Importers for large forums


(Régis Hanol) #1

Discourse already has around 40 importers in order to cover a wide range of community software.
These importers work very well, but they tend to be slow for very large forums.
That’s why we’ve built the bulk importers.

What is a bulk importer?

Our standard importers go through the same code paths as the application. This has the advantage of ensuring the imported data is consistent. But tends to be slow since it’s importing record by record…

In order to go faster, we need to import in bulk.
In order to import in bulk, we need to bypass Rails and use SQL.

This solution has 2 drawbacks

  1. We lose pretty much all the validations (since it’s done in Rails), but we can import 25 million posts in a couple of hours instead of a week
  2. We need to keep it up to date whenever we change the structure of the database

There’s not much we can do about #1 other than being careful to respect them in the importers.
For #2 we decided to split the code in 2 parts

  • An importer script which will import the minimum viable content
  • A rake task that is launched post-import in order to populate all the other required columns and tables

The importer will be responsible for importing the most important data that can’t be computed.
The rake task will be responsible for computing all the missing (but required) data and stats.
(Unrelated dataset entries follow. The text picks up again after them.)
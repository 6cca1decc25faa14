use crate::http::{
    headers::{HeaderStore, Headers},
    types::{self, Method, Span, Version},
};
use memchr::memchr;
use std::fmt;

/// The bytes of one request head, ending with the blank line.
///
/// The parser writes sentinels one and two bytes past the last header
/// line, which are the `\n` and `\r` of the terminating `\r\n\r\n`; they
/// are restored before parsing returns. Construction checks the ending,
/// so the parser itself needs no bounds tests.
///
/// # Input
///
/// ```text
/// METHOD SP target SP HTTP/1.x CRLF (name ":" OWS value CRLF)* CRLF
/// ```
///
/// Anything that does not fit this shape still parses: an unknown method
/// or version is reported as [`Method::Err`] or [`Version::Err`], and a
/// header line without a colon becomes one last field whose name runs
/// into the terminator.
#[derive(Debug)]
pub struct RequestHead<'a> {
    bytes: &'a mut [u8],
}

impl<'a> RequestHead<'a> {
    pub const DELIMITER: &'static [u8; 4] = b"\r\n\r\n";

    /// Returns `None` unless `bytes` ends with `\r\n\r\n`.
    #[inline]
    pub fn new(bytes: &'a mut [u8]) -> Option<Self> {
        bytes
            .ends_with(Self::DELIMITER)
            .then_some(Self { bytes })
    }

    /// Parses the head in place, lowercasing header names, and fills `headers`.
    pub fn parse(self, headers: &'a mut HeaderStore) -> Message<'a> {
        let buf = self.bytes;
        let last = buf.len() - Self::DELIMITER.len();
        headers.clear();

        let line_end = memchr(b'\r', &buf[..last]).unwrap_or(last);
        let start = parse_start_line(buf, line_end);
        parse_headers(buf, line_end, last, headers);

        let src: &'a [u8] = buf;
        let body = Span::new(src.len(), src.len());
        Message {
            src,
            start,
            headers: headers.view(src),
            body,
        }
    }
}

#[inline(always)]
fn skip_blanks(buf: &[u8], mut pos: usize) -> usize {
    while matches!(buf[pos], b' ' | b'\t') {
        pos += 1;
    }
    pos
}

/// `buf[line_end]` is the `\r` closing the start line; it bounds every scan.
#[inline]
fn parse_start_line(buf: &mut [u8], line_end: usize) -> StartLine {
    let (method, method_len) = Method::from_word(types::load_word(buf));
    let target_start = skip_blanks(buf, method_len);

    buf[line_end] = b' ';
    let mut target_end = target_start;
    while !matches!(buf[target_end], b' ' | b'\t') {
        target_end += 1;
    }
    buf[line_end] = b'\r';

    let version_start = skip_blanks(buf, target_end);
    let version = if version_start + 8 == line_end {
        Version::from_word(types::load_word(&buf[version_start..line_end]))
    } else {
        Version::Err
    };

    StartLine {
        method,
        target: Span::new(target_start, target_end),
        version,
    }
}

/// `buf[last..last + 4]` is the final `\r\n\r\n`.
#[inline]
fn parse_headers(buf: &mut [u8], line_end: usize, last: usize, headers: &mut HeaderStore) {
    buf[last + 1] = b':';

    let mut cr = line_end;
    while cr < last {
        let name_start = cr + 2;
        let mut colon = name_start;
        while buf[colon] != b':' {
            buf[colon] = types::to_lower(buf[colon]);
            colon += 1;
        }

        let value_start = skip_blanks(buf, colon + 1);
        let value_end = memchr(b'\r', &buf[value_start..])
            .map_or(buf.len(), |offset| value_start + offset);

        headers.insert(
            buf,
            Span::new(name_start, colon),
            Span::new(value_start, value_end),
        );
        cr = value_end;
    }

    buf[last + 1] = b'\n';
}

/// Method, target and version of a request.
#[derive(Debug, Clone, Copy, PartialEq, Eq)]
pub struct StartLine {
    pub method: Method,
    pub target: Span,
    pub version: Version,
}

/// A parsed request, borrowing the bytes it was parsed from.
#[derive(Debug, Clone, Copy)]
pub struct Message<'a> {
    src: &'a [u8],
    start: StartLine,
    headers: Headers<'a>,
    body: Span,
}

impl<'a> Message<'a> {
    #[inline(always)]
    pub fn start_line(&self) -> StartLine {
        self.start
    }

    #[inline(always)]
    pub fn method(&self) -> Method {
        self.start.method
    }

    #[inline(always)]
    pub fn version(&self) -> Version {
        self.start.version
    }

    /// The raw request target, e.g. `/api/vocab`.
    #[inline(always)]
    pub fn target(&self) -> &'a [u8] {
        self.start.target.resolve(self.src)
    }

    #[inline(always)]
    pub fn headers(&self) -> Headers<'a> {
        self.headers
    }

    #[inline(always)]
    pub fn header(&self, name: &[u8]) -> Option<&'a [u8]> {
        self.headers.get(name)
    }

    /// Always empty: request bodies are not read.
    #[inline(always)]
    pub fn body(&self) -> &'a [u8] {
        self.body.resolve(self.src)
    }
}

impl fmt::Display for Message<'_> {
    fn fmt(&self, f: &mut fmt::Formatter<'_>) -> fmt::Result {
        let target = simdutf8::basic::from_utf8(self.target()).unwrap_or("<non-utf8>");
        write!(
            f,
            "{} {} {}",
            self.method().as_str(),
            target,
            self.version().as_str()
        )
    }
}

#[cfg(test)]
mod tests {
    use super::*;
    use crate::tools::*;

    macro_rules! parse_request {
        ($cases:expr) => {
            for (req, (method, target, version, fields)) in $cases {
                let mut bytes = req.as_bytes().to_vec();
                let mut store = HeaderStore::new();
                let message = RequestHead::new(&mut bytes)
                    .expect("test request ends with a blank line")
                    .parse(&mut store);

                assert_eq!(message.method(), method, "{req:?}");
                assert_eq!(str_op(message.target()), target, "{req:?}");
                assert_eq!(message.version(), version, "{req:?}");
                assert!(message.body().is_empty());

                let got: Vec<(&str, &str)> = message
                    .headers()
                    .iter()
                    .map(|(k, v)| (str_op(k), str_op(v)))
                    .collect();
                let expected: Vec<(&str, &str)> = fields.to_vec();
                assert_eq!(got, expected, "{req:?}");
            }
        };
    }

    #[test]
    fn start_line() {
        #[rustfmt::skip]
        let cases: [(&str, (Method, &str, Version, &[(&str, &str)])); 13] = [
            ("GET / HTTP/1.1\r\n\r\n", (Method::Get, "/", Version::Http11, &[])),
            ("GET /index.js HTTP/1.0\r\n\r\n", (Method::Get, "/index.js", Version::Http10, &[])),
            ("HEAD /a HTTP/1.1\r\n\r\n", (Method::Head, "/a", Version::Http11, &[])),
            ("DELETE /a HTTP/1.1\r\n\r\n", (Method::Delete, "/a", Version::Http11, &[])),
            ("OPTIONS * HTTP/1.1\r\n\r\n", (Method::Options, "*", Version::Http11, &[])),
            ("GET  \t/spaced\t  HTTP/1.1\r\n\r\n", (Method::Get, "/spaced", Version::Http11, &[])),
            ("FOO /x HTTP/1.1\r\n\r\n", (Method::Err, "FOO", Version::Err, &[])),
            ("GET /x HTTP/2.0\r\n\r\n", (Method::Get, "/x", Version::Err, &[])),
            ("GET /x HTTP/1.1 \r\n\r\n", (Method::Get, "/x", Version::Err, &[])),
            ("GET /x HTTP/1.10\r\n\r\n", (Method::Get, "/x", Version::Err, &[])),
            ("GET /x\r\n\r\n", (Method::Get, "/x", Version::Err, &[])),
            ("GET\r\n\r\n", (Method::Get, "", Version::Err, &[])),
            ("\r\n\r\n", (Method::Err, "", Version::Err, &[])),
        ];

        parse_request!(cases);
    }

    #[test]
    fn headers() {
        #[rustfmt::skip]
        let cases: [(&str, (Method, &str, Version, &[(&str, &str)])); 6] = [
            (
                "GET / HTTP/1.1\r\nHost: example.com\r\n\r\n",
                (Method::Get, "/", Version::Http11, &[("host", "example.com")]),
            ),
            (
                "GET / HTTP/1.1\r\nUser-Agent: curl\r\nACCEPT:\t*/*\r\nHost: h\r\n\r\n",
                (Method::Get, "/", Version::Http11,
                    &[("accept", "*/*"), ("host", "h"), ("user-agent", "curl")]),
            ),
            (
                "GET / HTTP/1.1\r\nA: 1\r\nA: 2\r\n\r\n",
                (Method::Get, "/", Version::Http11, &[("a", "2"), ("a", "1")]),
            ),
            (
                "GET / HTTP/1.1\r\nX-Empty:\r\nX-Value:   padded  \r\n\r\n",
                (Method::Get, "/", Version::Http11, &[("x-empty", ""), ("x-value", "padded  ")]),
            ),
            (
                "GET / HTTP/1.1\r\nNoColon\r\n\r\n",
                (Method::Get, "/", Version::Http11, &[("nocolon\r", "")]),
            ),
            (
                "GET / HTTP/1.1\r\nBroken\r\nHost: h\r\n\r\n",
                (Method::Get, "/", Version::Http11, &[("broken\r\nhost", "h")]),
            ),
        ];

        parse_request!(cases);
    }

    #[test]
    fn case_insensitive_lookup() {
        let mut bytes = b"GET / HTTP/1.1\r\nX-Custom-Thing: v\r\nA: 1\r\nA: 2\r\n\r\n".to_vec();
        let mut store = HeaderStore::new();
        let message = RequestHead::new(&mut bytes).unwrap().parse(&mut store);

        for name in ["x-custom-thing", "X-CUSTOM-THING", "X-Custom-Thing", "x-CuStOm-tHiNg"] {
            assert_eq!(str(message.header(name.as_bytes())), Some("v"));
        }
        assert_eq!(str(message.header(b"A")), Some("2"));
        assert_eq!(message.headers().get_or(b"missing", b"-"), b"-");
    }

    #[test]
    fn start_line_spans() {
        let mut bytes = b"GET /api/vocab HTTP/1.0\r\nHost: h\r\n\r\n".to_vec();
        let mut store = HeaderStore::new();
        let message = RequestHead::new(&mut bytes).unwrap().parse(&mut store);

        let start = message.start_line();
        assert!(message.body().is_empty());
        assert_eq!(
            start,
            StartLine {
                method: Method::Get,
                target: Span::new(4, 14),
                version: Version::Http10,
            }
        );
        assert_eq!(start.target.resolve(&bytes), b"/api/vocab");
    }

    #[test]
    fn sentinels_restored() {
        let original = b"GET /path HTTP/1.1\r\nHost: h\r\nBad\r\n\r\n".to_vec();
        let mut bytes = original.clone();
        let mut store = HeaderStore::new();
        RequestHead::new(&mut bytes).unwrap().parse(&mut store);

        let lowered = b"GET /path HTTP/1.1\r\nhost: h\r\nbad\r\n\r\n";
        assert_eq!(bytes, lowered);
        assert_eq!(bytes.len(), original.len());
    }

    #[test]
    fn store_reused() {
        let mut store = HeaderStore::new();

        let mut first = b"GET / HTTP/1.1\r\nA: 1\r\nB: 2\r\n\r\n".to_vec();
        assert_eq!(RequestHead::new(&mut first).unwrap().parse(&mut store).headers().len(), 2);

        let mut second = b"GET / HTTP/1.1\r\nC: 3\r\n\r\n".to_vec();
        let message = RequestHead::new(&mut second).unwrap().parse(&mut store);
        assert_eq!(message.headers().len(), 1);
        assert_eq!(message.header(b"a"), None);
    }

    #[test]
    fn requires_delimiter() {
        #[rustfmt::skip]
        let cases: [(&[u8], bool); 5] = [
            (b"GET / HTTP/1.1\r\n\r\n", true), (b"\r\n\r\n", true),
            (b"GET / HTTP/1.1\r\n", false),    (b"GET / HTTP/1.1\n\n", false),
            (b"", false),
        ];

        for (src, valid) in cases {
            let mut bytes = src.to_vec();
            assert_eq!(RequestHead::new(&mut bytes).is_some(), valid);
        }
    }

    #[test]
    fn display() {
        let mut bytes = b"GET /caf\xC3\xA9 HTTP/1.1\r\n\r\n".to_vec();
        let mut store = HeaderStore::new();
        let message = RequestHead::new(&mut bytes).unwrap().parse(&mut store);
        assert_eq!(message.to_string(), "GET /café HTTP/1.1");

        let mut bytes = b"FOO\xFF / HTTP/9\r\n\r\n".to_vec();
        let message = RequestHead::new(&mut bytes).unwrap().parse(&mut store);
        assert_eq!(message.to_string(), "<invalid> <non-utf8> <invalid>");
    }
}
A bulk importer will only import

  • groups (name, description)
  • users (email, username, name, title, admin/moderator, status, date of birth)
  • user passwords & salts (so they can re-use the same password)
  • user profiles (location, website, description)
  • categories (name, description)
  • topics (title, user, category, status, type)
  • posts (user, topic, raw, reply to post number, type, reads)
  • post_actions (bookmarks, likes, flags)
  • tags (name)

A bulk importer will not import

  • posts revisions
  • groups permissions
  • categories permissions
  • avatars (1)
  • attachments (2)

(1) the script stores the avatar’s URLs in a custom field which can be used later to download the avatars
(2) downloading & manipulating files is easily the slowest part of the import, but we might add support for bulk importing attachments

When to use a bulk importer?

If you are planning to migrate a forum with more than 5 million posts to Discourse, then it is recommended to try our bulk importers.

We currently only support bulk importing from vBulletin but are planning to support phpBB and XenForo as well.

How to bulk import?

Setup

  • You need to have a working development environment of Discourse.
  • The database of the forum you are importing should be running on the same machine for best performance

Import

  1. Fire up your terminal and go to the discourse directory

  2. Install the gem used by the importer

     IMPORT=1 bundle install
    
  3. Run the importer

     ruby script/bulk_import/vbulletin.rb
    

    You can change the locale by using the LOCALE environment variable

     LOCALE=fr ruby script/bulk_import/vbulletin.rb
    

    You can also change the connection settings of the imported database

     DB_HOST=localhost DB_USERNAME=user DB_PASSWORD=1234 DB_NAME=myforum ruby script/bulk_import/vbulletin.rb
    

Post-import

  1. Once the import is done, you need to run a rake task to generate all computed data and stats

     rake import:ensure_consistency
    
  2. Create a backup

     ./script/discourse backup
    
  3. Upload the backup to your production instance, enable restoring from a backup and restore your imported data

  4. :tada:


Fe_sendauth: No password supplied in bulk importer
Wrong post count in profile
Importing from phpBB3
PHPBB3 Importer - Postgresql
Vbulletin bulk importer can't find PG database
(Jay Pfaffman) #2

This is very cool!

But that’s not important now.

When did that become official? Last I knew:

And especially since password rules are :poop:, I’m surprised that importing a database full of likely crappy passwords is supported now.


(Julian Muñoz) #3

Hey @zogstrip I recently began doing some tests to migrate my 6M+ posts forum over to Discourse but I was facing a lot of trouble with the importer taking so long. I’m so happy that the bulk importer is now a reality.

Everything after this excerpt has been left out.